Management of Salter–Harris Type 1 Fracture Complicated with Osteomyelitis in a Sickle Cell Disease Patient: A Case Report and Review of Literature

Abstract

Salter–Harris fractures may occur due to a single injury or repetitive stress fractures on the extremities. Type I to III fractures are managed medically, while types IV and V, which are rare, are treated surgically. In the pediatric population, Salter–Harris I fractures of the distal tibia are commonly seen, and management of such fractures are well established in the literature. Despite the availability of a wide range of treatment for such fractures, osteonecrosis or avascular necrosis of the proximal femur can subsequently develop. Avascular necrosis is cell death secondary to metabolic disturbances, trauma, adverse effects of certain medications, or sickle cell disease. Avascular necrosis commonly affects the talus, humerus, or tibia in addition to the femoral head.

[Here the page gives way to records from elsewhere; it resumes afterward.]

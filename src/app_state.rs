//! Implements a struct that holds the state of the REST server.

use rusqlite::Connection;

use crate::{
    Error,
    stores::{SQLiteStore, Store},
};

/// The state of the REST server.
#[derive(Debug, Clone)]
pub struct AppState<S: Store> {
    /// The store for managing [expenses](crate::Expense) and budgets.
    pub store: S,
}

impl<S: Store> AppState<S> {
    /// Create a new [AppState].
    pub fn new(store: S) -> Self {
        Self { store }
    }
}

/// An alias for an [AppState] that uses SQLite for the backend.
pub type SQLAppState = AppState<SQLiteStore>;

/// Creates an [AppState] instance that uses SQLite for the backend.
///
/// This function will modify the database by adding the tables for the domain
/// models to the database.
///
/// # Errors
/// Returns an error if the database cannot be initialized.
pub fn create_app_state(db_connection: Connection) -> Result<SQLAppState, Error> {
    Ok(AppState::new(SQLiteStore::new(db_connection)?))
}
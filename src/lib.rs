//! An expense tracker for recording personal spending.
//!
//! This library provides a JSON REST API for recording expenses and
//! per-category budgets. It also serves statistics aggregated over every
//! expense and a CSV export for spreadsheets.

#![warn(missing_docs)]

use std::{net::SocketAddr, time::Duration};

use axum_server::Handle;
use tokio::signal;

mod amount;
mod app_state;
mod csv_export;
mod db;
mod error;
mod logging;
mod routing;

pub mod budget;
pub mod endpoints;
pub mod expense;
pub mod legacy;
pub mod stats;
pub mod stores;

#[cfg(test)]
mod test_utils;

pub use amount::RawAmount;
pub use app_state::{AppState, SQLAppState, create_app_state};
pub use csv_export::expenses_to_csv;
pub use db::initialize as initialize_db;
pub use error::Error;
pub use expense::{Expense, ExpenseFields, ExpenseId};
pub use logging::{LOG_BODY_LENGTH_LIMIT, logging_middleware};
pub use routing::build_router;

/// An async task that waits for either the ctrl+c or terminate signal, whichever comes first, and
/// then signals the server to shut down gracefully.
///
/// `handle` is a handle to an Axum `Server`.
pub async fn graceful_shutdown(handle: Handle<SocketAddr>) {
    let ctrl_c = async {
        signal::ctrl_c()
            .await
            .expect("failed to install Ctrl+C handler");
    };

    #[cfg(unix)]
    let terminate = async {
        signal::unix::signal(signal::unix::SignalKind::terminate())
            .expect("failed to install signal handler")
            .recv()
            .await;
    };

    #[cfg(not(unix))]
    let terminate = std::future::pending::<()>();

    tokio::select! {
        _ = ctrl_c => {
            tracing::debug!("Received ctrl+c signal.");
            handle.graceful_shutdown(Some(Duration::from_secs(1)));
        },
        _ = terminate => {
            tracing::debug!("Received terminate signal.");
            handle.graceful_shutdown(Some(Duration::from_secs(1)));
        },
    }
}
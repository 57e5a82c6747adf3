//! Formats expenses as CSV text for spreadsheets.

use crate::expense::Expense;

/// The header line of the exported CSV.
pub const CSV_HEADER: &str = "Date,Category,Description,Amount";

/// Format `expenses` as CSV, one line per expense after the header.
///
/// Lines are separated by `\n` and there is no trailing newline. The
/// description is always quoted. The date and category are only quoted if
/// they contain a comma, quote or line break. Quotes inside quoted fields
/// are doubled.
pub fn expenses_to_csv(expenses: &[Expense]) -> String {
    let mut lines = Vec::with_capacity(expenses.len() + 1);
    lines.push(CSV_HEADER.to_owned());

    for expense in expenses {
        lines.push(format!(
            "{},{},{},{}",
            escape_if_needed(&expense.date),
            escape_if_needed(&expense.category),
            quote(&expense.description),
            expense.amount
        ));
    }

    lines.join("\n")
}

fn quote(field: &str) -> String {
    format!("\"{}\"", field.replace('"', "\"\""))
}

fn escape_if_needed(field: &str) -> String {
    if field.contains([',', '"', '\n', '\r']) {
        quote(field)
    } else {
        field.to_owned()
    }
}

#[cfg(test)]
mod tests {
    use time::OffsetDateTime;

    use crate::{
        csv_export::expenses_to_csv,
        expense::{Expense, ExpenseId},
    };

    fn expense(date: &str, category: &str, description: &str, amount: f64) -> Expense {
        Expense {
            id: ExpenseId::new("1"),
            date: date.to_owned(),
            category: category.to_owned(),
            description: description.to_owned(),
            amount,
            created_at: OffsetDateTime::UNIX_EPOCH,
        }
    }

    #[test]
    fn exports_single_expense() {
        let expenses = vec![expense("2024-01-05", "Food", "Lunch", 12.5)];

        let csv = expenses_to_csv(&expenses);

        assert_eq!(
            csv,
            "Date,Category,Description,Amount\n2024-01-05,Food,\"Lunch\",12.5"
        );
    }

    #[test]
    fn exports_only_header_when_empty() {
        assert_eq!(expenses_to_csv(&[]), "Date,Category,Description,Amount");
    }

    #[test]
    fn whole_amounts_have_no_decimal_point() {
        let expenses = vec![expense("2024-01-01", "Housing", "Rent", 900.0)];

        let csv = expenses_to_csv(&expenses);

        assert!(csv.ends_with("2024-01-01,Housing,\"Rent\",900"), "{csv}");
    }

    #[test]
    fn quotes_are_doubled() {
        let expenses = vec![expense(
            "2024-01-05",
            "Food, Drink",
            "The \"good\" coffee",
            4.5,
        )];

        let csv = expenses_to_csv(&expenses);

        assert_eq!(
            csv.lines().nth(1),
            Some("2024-01-05,\"Food, Drink\",\"The \"\"good\"\" coffee\",4.5")
        );
    }
}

Radiographic images are essential for prompt diagnosis and to minimize negative health outcomes in these patients. However, Salter–Harris I fracture in sickle cell patients can be very challenging due to these patients’ vulnerability to bone infections and sickle cell crisis. In this case report, our patient with a history of sickle cell disease and with a diagnosis of Salter–Harris I fracture was treated with surgical intervention as type V, which is discussed in this article, and responded well to treatment. Thus, this case suggests a new approach to managing Salter–Harris I fractures complicated with osteomyelitis in sickle cell patients.